Want to keep sprawl out of your community? Do like the folks in Yellow Springs did: buy the farm. When the town wanted to protect itself from sprawling development, they got organized and bought up 930 acres of farmland at an auction that could have led instead to some revolting developments. When residents learned that the Whitehall Farm north of town was on the auction block, they raised $3.2 million and bought the farm. The town came up with $400,000 from a special green-space fund, and many small fund-raising events were organized to move towards the goal. Residents raised a total of $600,000, combined with town money, bringing the total to $1 million. But the real salvation came in the form of 2 lawyers in town who lived next door to the farm. David and Sharon Neuhardt agreed to buy the whole farm for conservation, using a combination of their own money, the town's money, and a bank loan. In exchange for the $1 million from the town, the Neuhardt's agreed to give up development rights to the property. They plan to resell about 60% of the land to farmers, and lease some of the remainder for farming and other non-developmental uses.

VanillaGorilla
03-04-2006, 07:01 PM
I agree thats its not their land. However due to the fact that its going to be a walmart I say that we fight it.
Oh? But if it was a KMart or Target, you would just let it slide? Tough break for them, but that's what happens when you rent.

alonzomourning23
03-04-2006, 07:14 PM
Oh? But if it was a KMart or Target, you would just let it slide? Tough break for them, but that's what happens when you rent.
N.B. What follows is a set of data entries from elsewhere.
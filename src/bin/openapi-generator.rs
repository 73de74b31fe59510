use keyfury_back::services::documentation::ApiDoc;
use utoipa::OpenApi;

fn main() -> Result<(), serde_json::Error> {
    let doc = ApiDoc::openapi();
    println!("{}", doc.to_pretty_json()?);
    Ok(())
}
I don't think anyone is saying that. Though many hold special animosity towards walmart. If it was target it would be "they're taking the farmland!" but, since it's walmart, it's "that evil corporation is taking the farmland!".

Apossum
03-04-2006, 07:36 PM
has nothing to do with the company, it's just that wal-mart is always at the heart of these kinds of controversies. everyone is well aware that all corporations are pretty much evil, wal-mart just happens to be especially deceptive.

Spacepest
03-05-2006, 02:51 AM
I agree thats its not their land. However due to the fact that its going to be a walmart I say that we fight it.


Hmm, I'm not sure which is worse...letting these hippies squat on this land or giving it over to Walmart...makes you wonder, which is the lesser of the two evils?